Au début du vingtième siècle, des scientifiques éminents ont redécouvert le rôle de la conscience dans la formation des théories. Les biologistes Lupasco et von Bertalanffy ont cherché à corriger l’unilatéralité de la méthode scientifique par le principe d’antagonisme et la théorie générale du système. Des épistémologiste tels que Jean Piaget et Francisco Varela ont affirmé que la connaissance "émerge" de l’interaction entre le sujet et l’objet par un processus naturel d’auto-régulation biologique. Même les physiciens ont entretenu des débats à propos du rôle de la conscience et de l’imagination dans la recherche. J’ai expliqué cela en détail avec des citations dans le Chapitre V du livre  "Les trois visages de la vie" aussi hébergé sur mon site.
Mais la science a été confisquée dès la fin de la deuxième guerre mondiale par les universités et les publications anglo-saxonnes et soumise aux standards américains par la censure de la "peer review"; et dès le début du vingt-et-unième siècle la politique a imposé aux scientifiques ses propres théories  telles que le "réchauffement climatique d’origine anthropique", les pandémies et la vaccination en transgressant arbitrairement toutes les règle éthiques et méthodologiques. Depuis des décennies les idées nouvelles continuent à être  publiées et discutées dans les cercles privés. Il faut attendre l’effondrement prochain du système politique et financier de l’Occident pour que la science retrouve son indépendance et s’ouvre aux débats libres.
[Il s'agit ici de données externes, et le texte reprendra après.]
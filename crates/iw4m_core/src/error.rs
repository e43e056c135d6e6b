use thiserror::Error;

/// Failures surfaced by console operations.
///
/// Missing optional markup is never an error: extractors fall back to empty
/// values and only the variants below reach the caller.
#[derive(Debug, Error)]
pub enum ConsoleError {
    #[error("request to {path} failed: {source}")]
    Transport {
        path: String,
        #[source]
        source: reqwest::Error,
    },

    #[error("console responded with HTTP {status} for {path}")]
    Status { path: String, status: u16 },

    #[error("request to {path} timed out")]
    Timeout { path: String },

    #[error("request to {path} was cancelled")]
    Cancelled { path: String },

    #[error("request worker for {path} stopped without a response")]
    Interrupted { path: String },

    #[error("response is not a markup document: {0}")]
    Parse(String),

    #[error("empty response from console for {path}")]
    EmptyResponse { path: String },

    #[error("{0} not found")]
    NotFound(String),

    #[error("expected page fragment is missing: {0}")]
    MissingContainer(&'static str),

    #[error("failed to decode JSON response: {0}")]
    Decode(#[from] serde_json::Error),

    #[error("invalid console configuration: {0}")]
    Config(String),
}

impl ConsoleError {
    pub fn is_transport(&self) -> bool {
        matches!(
            self,
            Self::Transport { .. } | Self::Status { .. } | Self::Timeout { .. }
        )
    }
}

pub type Result<T> = std::result::Result<T, ConsoleError>;
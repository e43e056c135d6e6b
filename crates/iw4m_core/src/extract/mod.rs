//! Extractors turning fetched console pages into typed records.
//!
//! Every extractor is a pure function over a parsed [`Document`]. Absent or
//! partial markup never fails an extraction: the affected field falls back to
//! an empty value, or the whole record is skipped when a required field is
//! missing.
//!
//! [`Document`]: crate::document::Document

pub mod admins;
pub mod advanced_stats;
pub mod audit;
pub mod chat;
pub mod clients;
pub mod help;
pub mod leaderboard;
pub mod metadata;
pub mod reports;
pub mod roster;
pub mod rules;

use serde::Serialize;

use crate::document::{Node, Nodes, normalize_text};

/// Label/value pair shown on stat cards and leaderboard rows.
#[derive(Debug, Clone, Default, PartialEq, Eq, Serialize)]
pub struct StatEntry {
    pub key: String,
    pub value: String,
}

/// Pair every item of `driver` with the item at the same position in
/// `other`. Output length always equals the driver's; positions `other`
/// cannot fill get `B::default()`, and surplus `other` items are ignored.
pub fn zip_with_default<A, B, I, J>(driver: I, other: J) -> impl Iterator<Item = (A, B)>
where
    I: IntoIterator<Item = A>,
    J: IntoIterator<Item = B>,
    B: Default,
{
    let mut other = other.into_iter();
    driver
        .into_iter()
        .map(move |item| (item, other.next().unwrap_or_default()))
}

/// Insert or replace `key`, keeping first-seen order.
pub(crate) fn upsert_stat(stats: &mut Vec<StatEntry>, key: String, value: String) {
    match stats.iter_mut().find(|entry| entry.key == key) {
        Some(entry) => entry.value = value,
        None => stats.push(StatEntry { key, value }),
    }
}

pub(crate) fn node_text(node: Node<'_>) -> String {
    normalize_text(&node.text())
}

pub(crate) fn nodes_text(nodes: &Nodes<'_>) -> String {
    normalize_text(&nodes.text())
}

/// Normalized text of the `index`-th match, empty when out of range.
pub(crate) fn nth_text(nodes: &Nodes<'_>, index: usize) -> String {
    nodes.nth(index).map(node_text).unwrap_or_default()
}

pub(crate) fn attr_or_empty(nodes: &Nodes<'_>, name: &str) -> String {
    nodes
        .attr(name)
        .map(|value| value.trim().to_string())
        .unwrap_or_default()
}

#[cfg(test)]
mod tests {
    use super::*;

    #[test]
    fn zip_with_default_follows_driver_length() {
        let pairs: Vec<(u8, String)> =
            zip_with_default([1, 2, 3], vec!["a".to_string()]).collect();
        assert_eq!(
            pairs,
            vec![
                (1, "a".to_string()),
                (2, String::new()),
                (3, String::new())
            ]
        );

        let pairs: Vec<(u8, u8)> = zip_with_default([1], [10, 20, 30]).collect();
        assert_eq!(pairs, vec![(1, 10)]);

        let pairs: Vec<(u8, u8)> = zip_with_default(Vec::<u8>::new(), [1]).collect();
        assert!(pairs.is_empty());
    }

    #[test]
    fn upsert_stat_replaces_in_place() {
        let mut stats = Vec::new();
        upsert_stat(&mut stats, "Kills".to_string(), "1".to_string());
        upsert_stat(&mut stats, "Deaths".to_string(), "2".to_string());
        upsert_stat(&mut stats, "Kills".to_string(), "3".to_string());
        assert_eq!(
            stats,
            vec![
                StatEntry {
                    key: "Kills".to_string(),
                    value: "3".to_string()
                },
                StatEntry {
                    key: "Deaths".to_string(),
                    value: "2".to_string()
                },
            ]
        );
    }
}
La science conventionnelle s’est imposée sur tous les continents. Ses théories servent de guides et critères bien qu’elles soient loin d’être indiscutables. Cependant elle est seule autorisée et capable de réaliser un consensus international. Mais pour être compatible avec les différentes traditions et religions des nations elle doit d'abord être transformée. Pour être universellement et éthiquement acceptable, elle doit au moins réaliser une synthèse entre l’aspect quantitatif mesuré et le sens qualitatif perçu de la réalité. Des principes généraux, communs, d’organisation physique biologique et cosmologique ont été découvert mais n’ont pas été exploités ; il suffit de les unir en une théorie systémique compatible avec les principes de la Tradition universelle .

***

L’homme moderne d’éducation scientifique ne peut plus être convaincu par les religions traditionnelles  fondées sur les  mythes et légendes d’une antiquité révolue,  fussent-ils historiques. La science  ne peut certes pas remplacer  les religions, mais en complétant sa méthode de différenciation analytique par une logique d’intégration systémique, elle peut élever la compréhension du monde à une cosmologie holiste compatible avec les sagesses orientales intemporelles qui ne sont pas monothéistes mais monistes.